Steve Jobs is the ultimate Art Director. He has great taste and while he has allowed certain questionable design choices to be made (3rd Genderation iPod comes to mind), most of the time he knows exactly to keep and what to discard.
 
Gutenberg

We need to look at the greater scale of history.

The iPod killed the CD, Tape and Vinyl - all mediums younger than 150 years old.

The Mac killed the standard office workflow of redundant papers, filing cabinets, snail mail and rolodexes. Again, a legacy not older than the industrial revolution.

But if the iTablet/ iPad kills the printed word, then this is momentous.

The printed word liberated the world from under-education. It brought the average man in grasp of the written word of their Gods, spawning the reformation in Europe, and hence the colonizing of the United States. The printed word allowed for higher learning and literature to enter the homes of the poor, allowing intellectual equality among the classes. This is a legacy as old as the mid 15th century, and the printing press is perhaps the most important invention to date.

Will the iTablet/ iPad be as important as the printing press? No. But it does do away with a critical chapter of our history as mankind. If true, this will be the most important thing Steve has ever done.
 
The Mac killed the standard office workflow of redundant papers, filing cabinets, snail mail and rolodexes. Again, a legacy not older than the industrial revolution.

Yeah, right. It was the MAC and not the PC that did this. Boy oh boy........:rolleyes:

Tony
 
But if the iTablet/ iPad kills the printed word, then this is momentous.
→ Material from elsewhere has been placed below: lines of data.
use std::fmt::Display;

use bon::Builder;
use box3_core::{
    challenge::{ChallengeBody, PaymentChallenge},
    decision::{AccessDecision, ErrorReason},
    facilitator::Facilitator,
    proof::{PaymentProof, Validity, X_PAYMENT_HEADER},
    types::TimestampSeconds,
};
use http::{Request, Response, StatusCode, header};

use crate::{
    consumed::{ProofStatus, ReplayStore},
    errors::ErrorResponse,
    processor::{PaymentState, RequestProcessor},
};

/// A http paywall that uses a facilitator to verify and settle payments.
#[derive(Builder, Debug, Clone)]
pub struct PayWall<F: Facilitator> {
    /// The facilitator to use for payment verification and settlement.
    pub facilitator: F,
    /// Paywall behavior configuration.
    #[builder(default)]
    pub config: PayWallConfig,
    /// Protected routes and their payment terms.
    #[builder(with = |routes: impl IntoIterator<Item = ProtectedRoute>| routes.into_iter().collect())]
    pub routes: Vec<ProtectedRoute>,
    #[builder(skip)]
    pub consumed: ReplayStore,
}

/// A path and the challenge guarding it.
#[derive(Builder, Debug, Clone, PartialEq, Eq)]
pub struct ProtectedRoute {
    #[builder(into)]
    pub path: String,
    pub challenge: PaymentChallenge,
}

impl ProtectedRoute {
    /// Guard the challenge's own `resource` path.
    pub fn from_challenge(challenge: PaymentChallenge) -> Self {
        ProtectedRoute {
            path: challenge.resource.clone(),
            challenge,
        }
    }

    /// Human readable message for a 402 on this route.
    pub fn message(&self) -> String {
        if self.challenge.description.is_empty() {
            format!(
                "Payment of {} is required to access {}",
                self.challenge.amount, self.path
            )
        } else {
            self.challenge.description.clone()
        }
    }
}

/// Paywall configuration options.
///
/// The default behavior is to:
/// - Settle payments before proceeding to the handler
/// - Not skip settlement on any response status codes
#[derive(Builder, Debug, Clone, Default)]
pub struct PayWallConfig {
    /// Run the handler first and settle afterwards
    #[builder(default, with = || true)]
    pub settle_after_access: bool,

    /// HTTP status codes that will skip settlement when returned from the handler
    #[builder(default, with = |i: impl IntoIterator<Item = StatusCode>| i.into_iter().collect())]
    pub skip_settle_on_status: Vec<StatusCode>,
}

/// Whether a request needs payment.
pub enum Gate<'pw, F: Facilitator, Req> {
    /// The path is not protected; the request passes through untouched.
    Open(Request<Req>),
    /// A proof was presented and reserved.
    Paid(RequestProcessor<'pw, F, Req>),
}

impl<F: Facilitator> PayWall<F> {
    /// The protected route matching `path` exactly, if any.
    pub fn route_for(&self, path: &str) -> Option<&ProtectedRoute> {
        self.routes.iter().find(|route| route.path == path)
    }

    /// Decode, bind and reserve the presented proof.
    ///
    /// Unprotected paths pass through; protected paths without a proof get a 402 challenge.
    pub fn process_request<Req>(
        &self,
        request: Request<Req>,
    ) -> Result<Gate<'_, F, Req>, ErrorResponse> {
        let Some(route) = self.route_for(request.uri().path()) else {
            return Ok(Gate::Open(request));
        };

        let header = request
            .headers()
            .get(header::AUTHORIZATION)
            .or_else(|| request.headers().get(X_PAYMENT_HEADER))
            .ok_or_else(|| self.payment_required(route))?;

        let header = header.to_str().map_err(|err| {
            self.invalid_payment(route, format!("Failed to decode Authorization header: {err}"))
        })?;

        let proof = PaymentProof::from_header(header).map_err(|err| {
            self.invalid_payment(route, format!("Failed to parse payment proof: {err}"))
        })?;

        proof
            .check_terms(&route.challenge)
            .map_err(|mismatch| self.invalid_payment(route, mismatch))?;

        match proof.validity(TimestampSeconds::now()) {
            Validity::Valid => {}
            Validity::Expired => {
                return Err(self.denied(route, AccessDecision::Expired, "Payment proof expired"));
            }
            Validity::NotYetValid => {
                return Err(self.invalid_payment(route, "Payment proof is not yet valid"));
            }
        }

        let id = proof.id();
        let valid_before = proof.authorization().valid_before;
        let reservation = self.consumed.reserve(id.clone(), valid_before).map_err(|status| {
            #[cfg(feature = "tracing")]
            tracing::warn!(proof = %id, ?status, "Rejected reused payment proof");
            match status {
                ProofStatus::Consumed => self.invalid_payment(route, "Payment proof already used"),
                ProofStatus::InFlight => {
                    self.invalid_payment(route, "Payment proof is already being processed")
                }
            }
        })?;

        #[cfg(feature = "tracing")]
        tracing::debug!(
            route = %route.path,
            payer = %proof.authorization().from,
            amount = %proof.authorization().amount,
            "Payment proof accepted for verification"
        );

        Ok(Gate::Paid(RequestProcessor {
            paywall: self,
            request,
            route,
            proof,
            reservation: Some(reservation),
            payment_state: PaymentState {
                route: route.path.clone(),
                verified: None,
                settled: None,
            },
        }))
    }

    /// Run the full flow: verify, settle, then call `handler` with [`PaymentState`] attached.
    pub async fn handle_payment<Fun, Fut, Req, Res>(
        &self,
        request: Request<Req>,
        handler: Fun,
    ) -> Result<Response<Res>, ErrorResponse>
    where
        Fun: FnOnce(Request<Req>) -> Fut,
        Fut: Future<Output = Response<Res>>,
    {
        let processor = match self.process_request(request)? {
            Gate::Open(request) => return Ok(handler(request).await),
            Gate::Paid(processor) => processor,
        };

        let processor = processor.verify().await?;

        if !self.config.settle_after_access {
            return Ok(processor.settle().await?.run_handler(handler).await?.response());
        }

        let processor = processor.run_handler(handler).await?;
        let status = processor.response.status();
        if self.config.skip_settle_on_status.contains(&status) {
            #[cfg(feature = "tracing")]
            tracing::debug!("Skipping settlement due to response status: {status}");

            return Ok(processor.response());
        }
        Ok(processor.settle().await?.response())
    }

    /// Warn about routes whose scheme and network the facilitator does not support.
    ///
    /// Returns the unsupported routes.
    pub async fn check_supported(&self) -> Result<Vec<&ProtectedRoute>, F::Error> {
        let supported = self.facilitator.supported().await?;
        let unsupported: Vec<_> = self
            .routes
            .iter()
            .filter(|route| !supported.supports(&route.challenge.scheme, &route.challenge.network))
            .collect();

        #[cfg(feature = "tracing")]
        for route in &unsupported {
            tracing::warn!(
                route = %route.path,
                scheme = %route.challenge.scheme,
                network = %route.challenge.network,
                "Facilitator does not support this route's payment kind"
            );
        }

        Ok(unsupported)
    }

    fn challenge_response(
        &self,
        route: &ProtectedRoute,
        status: StatusCode,
        error: ErrorReason,
        message: String,
    ) -> ErrorResponse {
        ErrorResponse {
            status,
            body: ChallengeBody {
                error,
                message,
                challenge: Some(route.challenge.clone()),
            },
        }
    }

    /// Payment needed to access resource
    pub fn payment_required(&self, route: &ProtectedRoute) -> ErrorResponse {
        self.challenge_response(
            route,
            StatusCode::PAYMENT_REQUIRED,
            ErrorReason::PaymentRequired,
            route.message(),
        )
    }

    /// Malformed, mismatched or reused proof
    pub fn invalid_payment(&self, route: &ProtectedRoute, reason: impl Display) -> ErrorResponse {
        #[cfg(feature = "tracing")]
        tracing::debug!(route = %route.path, "Invalid payment: {reason}");

        self.challenge_response(
            route,
            StatusCode::PAYMENT_REQUIRED,
            ErrorReason::InvalidProof,
            reason.to_string(),
        )
    }

    /// A proof the facilitator or the validity check refused
    pub fn denied(
        &self,
        route: &ProtectedRoute,
        decision: AccessDecision,
        reason: impl Display,
    ) -> ErrorResponse {
        let error = decision.reason().unwrap_or(ErrorReason::InvalidProof);
        self.challenge_response(route, StatusCode::PAYMENT_REQUIRED, error, reason.to_string())
    }

    /// Payment verification or settlement failed
    pub fn payment_failed(
        &self,
        route: &ProtectedRoute,
        error: ErrorReason,
        reason: impl Display,
    ) -> ErrorResponse {
        #[cfg(feature = "tracing")]
        tracing::info!(route = %route.path, %error, "Payment failed: {reason}");

        self.challenge_response(route, StatusCode::PAYMENT_REQUIRED, error, reason.to_string())
    }

    /// Internal server error during payment processing
    pub fn server_error(&self, reason: impl Display) -> ErrorResponse {
        #[cfg(feature = "tracing")]
        tracing::error!("Payment processing error: {reason}");

        ErrorResponse {
            status: StatusCode::INTERNAL_SERVER_ERROR,
            body: ChallengeBody {
                error: ErrorReason::NetworkError,
                message: reason.to_string(),
                challenge: None,
            },
        }
    }
}
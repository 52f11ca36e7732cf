//! Client for the tag and package verification backend.

use serde_json::Value;
use url::Url;

#[derive(Debug, thiserror::Error)]
pub enum BackendError {
    #[error("URL parse error: {0}")]
    UrlParseError(#[from] url::ParseError),
    #[error("HTTP request error: {0}")]
    HttpRequestError(#[from] reqwest::Error),
}

/// Forwards tag and package requests to `${BACKEND_URL}/api/...`.
#[derive(Debug, Clone)]
pub struct Backend {
    pub base_url: Url,
    pub client: reqwest::Client,
}

impl Backend {
    pub fn new(base_url: Url) -> Self {
        Backend {
            base_url,
            client: reqwest::Client::new(),
        }
    }

    pub fn with_client(mut self, client: reqwest::Client) -> Self {
        self.client = client;
        self
    }

    /// `path` resolved under the base URL, keeping any path prefix it carries.
    pub fn endpoint(&self, path: &str) -> Result<Url, BackendError> {
        Ok(with_trailing_slash(self.base_url.clone()).join(path)?)
    }

    pub async fn create_tag(&self, body: &Value) -> Result<Value, BackendError> {
        let response = self
            .client
            .post(self.endpoint("api/create_tag/")?)
            .json(body)
            .send()
            .await?
            .error_for_status()?
            .json()
            .await?;
        Ok(response)
    }

    pub async fn get_tag(&self) -> Result<Value, BackendError> {
        let response = self
            .client
            .get(self.endpoint("api/get_tag/")?)
            .send()
            .await?
            .error_for_status()?
            .json()
            .await?;
        Ok(response)
    }

    pub async fn verify_package(
        &self,
        product_description: &Value,
        image_url: &Value,
    ) -> Result<Value, BackendError> {
        let body = serde_json::json!({
            "product_description": product_description,
            "image_url": image_url,
        });
        let response = self
            .client
            .post(self.endpoint("api/verify_package/")?)
            .json(&body)
            .send()
            .await?
            .error_for_status()?
            .json()
            .await?;
        Ok(response)
    }
}

// `Url::join` replaces the last path segment unless the base ends with '/'.
fn with_trailing_slash(mut url: Url) -> Url {
    if !url.path().ends_with('/') {
        let path = format!("{}/", url.path());
        url.set_path(&path);
    }
    url
}
//! Payment challenges and their `WWW-Authenticate` encoding.
//!
//! A challenge is rendered as an `x402` authentication scheme with quoted
//! parameters:
//!
//! ```text
//! WWW-Authenticate: x402 scheme="exact", network="base-sepolia", amount="0.01",
//!     asset="0x036C...", payTo="0x742d...", resource="/api/unlock-box", description="..."
//! ```

use bon::Builder;
use serde::{Deserialize, Serialize};

use crate::{
    decision::ErrorReason,
    errors::{Error, Result},
    types::Price,
};

/// The authentication scheme name used in `WWW-Authenticate` and `Authorization`.
pub const AUTH_SCHEME: &str = "x402";

/// The only payment scheme Box3 issues.
pub const EXACT_SCHEME: &str = "exact";

/// Terms a client must satisfy to access a protected resource.
#[derive(Builder, Debug, Clone, PartialEq, Eq, Serialize, Deserialize)]
#[serde(rename_all = "camelCase")]
pub struct PaymentChallenge {
    /// Payment scheme, e.g. `"exact"`.
    #[builder(into, default = EXACT_SCHEME.to_string())]
    pub scheme: String,
    /// Network identifier, e.g. `"base-sepolia"`.
    #[builder(into)]
    pub network: String,
    /// Amount as configured, echoed verbatim.
    #[builder(into)]
    pub amount: Price,
    /// Asset contract address or identifier.
    #[builder(into)]
    pub asset: String,
    /// Recipient address.
    #[builder(into)]
    pub pay_to: String,
    /// The protected resource path.
    #[builder(into)]
    pub resource: String,
    /// Human readable description.
    #[builder(into, default)]
    #[serde(default)]
    pub description: String,
}

impl PaymentChallenge {
    /// Whether every field a payer needs is present.
    pub fn is_complete(&self) -> bool {
        !self.scheme.is_empty()
            && !self.network.is_empty()
            && !self.amount.is_empty()
            && !self.asset.is_empty()
            && !self.pay_to.is_empty()
    }

    /// Render the `WWW-Authenticate` header value.
    pub fn to_www_authenticate(&self) -> String {
        let params = [
            ("scheme", self.scheme.as_str()),
            ("network", self.network.as_str()),
            ("amount", self.amount.as_str()),
            ("asset", self.asset.as_str()),
            ("payTo", self.pay_to.as_str()),
            ("resource", self.resource.as_str()),
            ("description", self.description.as_str()),
        ];

        let rendered = params
            .iter()
            .map(|(name, value)| format!("{name}=\"{}\"", quote(value)))
            .collect::<Vec<_>>()
            .join(", ");

        format!("{AUTH_SCHEME} {rendered}")
    }

    /// Parse a `WWW-Authenticate` header value.
    ///
    /// Unknown parameters are ignored; `resource` and `description` default to empty.
    pub fn from_www_authenticate(header: &str) -> Result<Self> {
        let header = header.trim();
        let (auth_scheme, rest) = header
            .split_once(char::is_whitespace)
            .unwrap_or((header, ""));
        if !auth_scheme.eq_ignore_ascii_case(AUTH_SCHEME) {
            return Err(Error::MalformedChallenge(format!(
                "unexpected auth scheme '{auth_scheme}'"
            )));
        }

        let mut scheme = None;
        let mut network = None;
        let mut amount = None;
        let mut asset = None;
        let mut pay_to = None;
        let mut resource = None;
        let mut description = None;

        for (name, value) in parse_params(rest)? {
            let slot = match name.as_str() {
                "scheme" => &mut scheme,
                "network" => &mut network,
                "amount" => &mut amount,
                "asset" => &mut asset,
                "payTo" => &mut pay_to,
                "resource" => &mut resource,
                "description" => &mut description,
                _ => continue,
            };
            *slot = Some(value);
        }

        let required = |field: Option<String>, name: &str| {
            field.ok_or_else(|| Error::MalformedChallenge(format!("missing parameter '{name}'")))
        };

        Ok(PaymentChallenge {
            scheme: required(scheme, "scheme")?,
            network: required(network, "network")?,
            amount: Price::new(required(amount, "amount")?),
            asset: required(asset, "asset")?,
            pay_to: required(pay_to, "payTo")?,
            resource: resource.unwrap_or_default(),
            description: description.unwrap_or_default(),
        })
    }
}

/// JSON body sent with every 402 response.
#[derive(Debug, Clone, PartialEq, Eq, Serialize, Deserialize)]
pub struct ChallengeBody {
    pub error: ErrorReason,
    pub message: String,
    #[serde(default, skip_serializing_if = "Option::is_none")]
    pub challenge: Option<PaymentChallenge>,
}

fn quote(value: &str) -> String {
    let mut out = String::with_capacity(value.len());
    for c in value.chars() {
        if c == '"' || c == '\\' {
            out.push('\\');
        }
        out.push(c);
    }
    out
}

fn parse_params(input: &str) -> Result<Vec<(String, String)>> {
    let mut params = Vec::new();
    let mut chars = input.chars().peekable();

    loop {
        while chars.next_if(|c| c.is_whitespace() || *c == ',').is_some() {}
        if chars.peek().is_none() {
            return Ok(params);
        }

        let mut name = String::new();
        while let Some(c) = chars.next_if(|c| *c != '=' && *c != ',' && !c.is_whitespace()) {
            name.push(c);
        }
        while chars.next_if(|c| c.is_whitespace()).is_some() {}
        if chars.next() != Some('=') {
            return Err(Error::MalformedChallenge(format!(
                "parameter '{name}' has no value"
            )));
        }
        while chars.next_if(|c| c.is_whitespace()).is_some() {}

        let mut value = String::new();
        if chars.next_if_eq(&'"').is_some() {
            let mut closed = false;
            while let Some(c) = chars.next() {
                match c {
                    '\\' => {
                        if let Some(escaped) = chars.next() {
                            value.push(escaped);
                        }
                    }
                    '"' => {
                        closed = true;
                        break;
                    }
                    other => value.push(other),
                }
            }
            if !closed {
                return Err(Error::MalformedChallenge(format!(
                    "unterminated quoted value for '{name}'"
                )));
            }
        } else {
            while let Some(c) = chars.next_if(|c| *c != ',' && !c.is_whitespace()) {
                value.push(c);
            }
        }

        params.push((name, value));
    }
}
impl FailoverConfigBuilder {
    /// Creates a builder with defaults.
    pub fn new() -> Self {
        Self {
            uris: Vec::new(),
            randomize: true,
            initial_reconnect_delay: DEFAULT_INITIAL_RECONNECT_DELAY,
            max_reconnect_delay: DEFAULT_MAX_RECONNECT_DELAY,
            use_exponential_backoff: true,
            backoff_multiplier: DEFAULT_BACKOFF_MULTIPLIER,
            max_reconnect_attempts: 0,
            startup_max_reconnect_attempts: 0,
            timeout: None,
            backup: false,
            backup_pool_size: 1,
            track_messages: true,
            max_cache_size: DEFAULT_MAX_CACHE_SIZE,
            max_async_send_backlog: DEFAULT_MAX_ASYNC_SEND_BACKLOG,
            connect_timeout: DEFAULT_CONNECT_TIMEOUT,
            negotiate_timeout: DEFAULT_NEGOTIATE_TIMEOUT,
        }
    }

    /// Adds a broker to the pool.
    pub fn add_uri(mut self, uri: BrokerUri) -> Self {
        self.uris.push(uri);
        self
    }

    /// Sets whether the pool is shuffled before use.
    pub fn randomize(mut self, randomize: bool) -> Self {
        self.randomize = randomize;
        self
    }

    /// Sets the delay before the first reconnect attempt.
    pub fn initial_reconnect_delay(mut self, delay: Duration) -> Self {
        self.initial_reconnect_delay = delay;
        self
    }

    /// Sets the backoff ceiling.
    pub fn max_reconnect_delay(mut self, delay: Duration) -> Self {
        self.max_reconnect_delay = delay;
        self
    }

    /// Sets whether the reconnect delay grows exponentially.
    pub fn use_exponential_backoff(mut self, enabled: bool) -> Self {
        self.use_exponential_backoff = enabled;
        self
    }

    /// Sets the backoff multiplier.
    pub fn backoff_multiplier(mut self, multiplier: f64) -> Self {
        self.backoff_multiplier = multiplier;
        self
    }

    /// Sets the reconnect attempt limit; 0 means unlimited.
    pub fn max_reconnect_attempts(mut self, attempts: u32) -> Self {
        self.max_reconnect_attempts = attempts;
        self
    }

    /// Sets the attempt limit for the very first connection.
    pub fn startup_max_reconnect_attempts(mut self, attempts: u32) -> Self {
        self.startup_max_reconnect_attempts = attempts;
        self
    }

    /// Bounds how long an application send may block while disconnected.
    pub fn timeout(mut self, timeout: Duration) -> Self {
        self.timeout = Some(timeout);
        self
    }

    /// Enables warm backup connections.
    pub fn backup(mut self, enabled: bool) -> Self {
        self.backup = enabled;
        self
    }

    /// Sets the number of backup connections to keep warm.
    pub fn backup_pool_size(mut self, size: usize) -> Self {
        self.backup_pool_size = size;
        self
    }

    /// Sets whether non-transacted messages are cached for replay.
    pub fn track_messages(mut self, enabled: bool) -> Self {
        self.track_messages = enabled;
        self
    }

    /// Sets the replay-cache budget in bytes.
    pub fn max_cache_size(mut self, bytes: usize) -> Self {
        self.max_cache_size = bytes;
        self
    }

    /// Bounds the number of commands queued while disconnected.
    pub fn max_async_send_backlog(mut self, limit: usize) -> Self {
        self.max_async_send_backlog = limit;
        self
    }

    /// Sets the per-attempt dial timeout.
    pub fn connect_timeout(mut self, timeout: Duration) -> Self {
        self.connect_timeout = timeout;
        self
    }

    /// Sets the wire format handshake timeout.
    pub fn negotiate_timeout(mut self, timeout: Duration) -> Self {
        self.negotiate_timeout = timeout;
        self
    }

    fn apply_query(mut self, query: &str) -> Result<Self> {
        for pair in query.split('&').filter(|p| !p.is_empty()) {
            let (key, value) = pair.split_once('=').ok_or_else(|| {
                OpenWireError::Configuration(format!("malformed query option '{}'", pair))
            })?;
            self = match key {
                "randomize" => self.randomize(parse_bool(key, value)?),
                "initialReconnectDelay" => {
                    self.initial_reconnect_delay(parse_millis(key, value)?)
                }
                "maxReconnectDelay" => self.max_reconnect_delay(parse_millis(key, value)?),
                "useExponentialBackOff" => self.use_exponential_backoff(parse_bool(key, value)?),
                "backOffMultiplier" => self.backoff_multiplier(parse_number(key, value)?),
                "maxReconnectAttempts" => self.max_reconnect_attempts(parse_number(key, value)?),
                "startupMaxReconnectAttempts" => {
                    self.startup_max_reconnect_attempts(parse_number(key, value)?)
                }
                "timeout" => self.timeout(parse_millis(key, value)?),
                "backup" => self.backup(parse_bool(key, value)?),
                "backupPoolSize" => self.backup_pool_size(parse_number(key, value)?),
                "trackMessages" => self.track_messages(parse_bool(key, value)?),
                "maxCacheSize" => self.max_cache_size(parse_number(key, value)?),
                "transport.maxAsyncSendBacklog" => {
                    self.max_async_send_backlog(parse_number(key, value)?)
                }
                "connectTimeout" => self.connect_timeout(parse_millis(key, value)?),
                _ => {
                    return Err(OpenWireError::Configuration(format!(
                        "unknown URI option '{}'",
                        key
                    )))
                }
            };
        }
        Ok(self)
    }

    /// Validates and builds the configuration.
    pub fn build(self) -> Result<FailoverConfig> {
        if self.uris.is_empty() {
            return Err(OpenWireError::Configuration(
                "failover configuration needs at least one broker URI".to_string(),
            ));
        }
        if self.backoff_multiplier < 1.0 {
            return Err(OpenWireError::Configuration(format!(
                "backOffMultiplier must be >= 1.0, got {}",
                self.backoff_multiplier
            )));
        }
        if self.backup_pool_size == 0 {
            return Err(OpenWireError::Configuration(
                "backupPoolSize must be at least 1".to_string(),
            ));
        }
        Ok(FailoverConfig {
            uris: self.uris,
            randomize: self.randomize,
            initial_reconnect_delay: self.initial_reconnect_delay,
            max_reconnect_delay: self.max_reconnect_delay,
            use_exponential_backoff: self.use_exponential_backoff,
            backoff_multiplier: self.backoff_multiplier,
            max_reconnect_attempts: self.max_reconnect_attempts,
            startup_max_reconnect_attempts: self.startup_max_reconnect_attempts,
            timeout: self.timeout,
            backup: self.backup,
            backup_pool_size: self.backup_pool_size,
            track_messages: self.track_messages,
            max_cache_size: self.max_cache_size,
            max_async_send_backlog: self.max_async_send_backlog,
            connect_timeout: self.connect_timeout,
            negotiate_timeout: self.negotiate_timeout,
        })
    }
}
The printed word in terms of the news / entertainment media has been already dead for years. Fictional printed books with continue to be relevant for decades, since these are hung onto by techno-phobes like they were spiritual. The tablet won't initialize these trends - they have ALREADY been triiggered and would play out there course with or without it. Although I'm sure that Apple will try to take credit for it.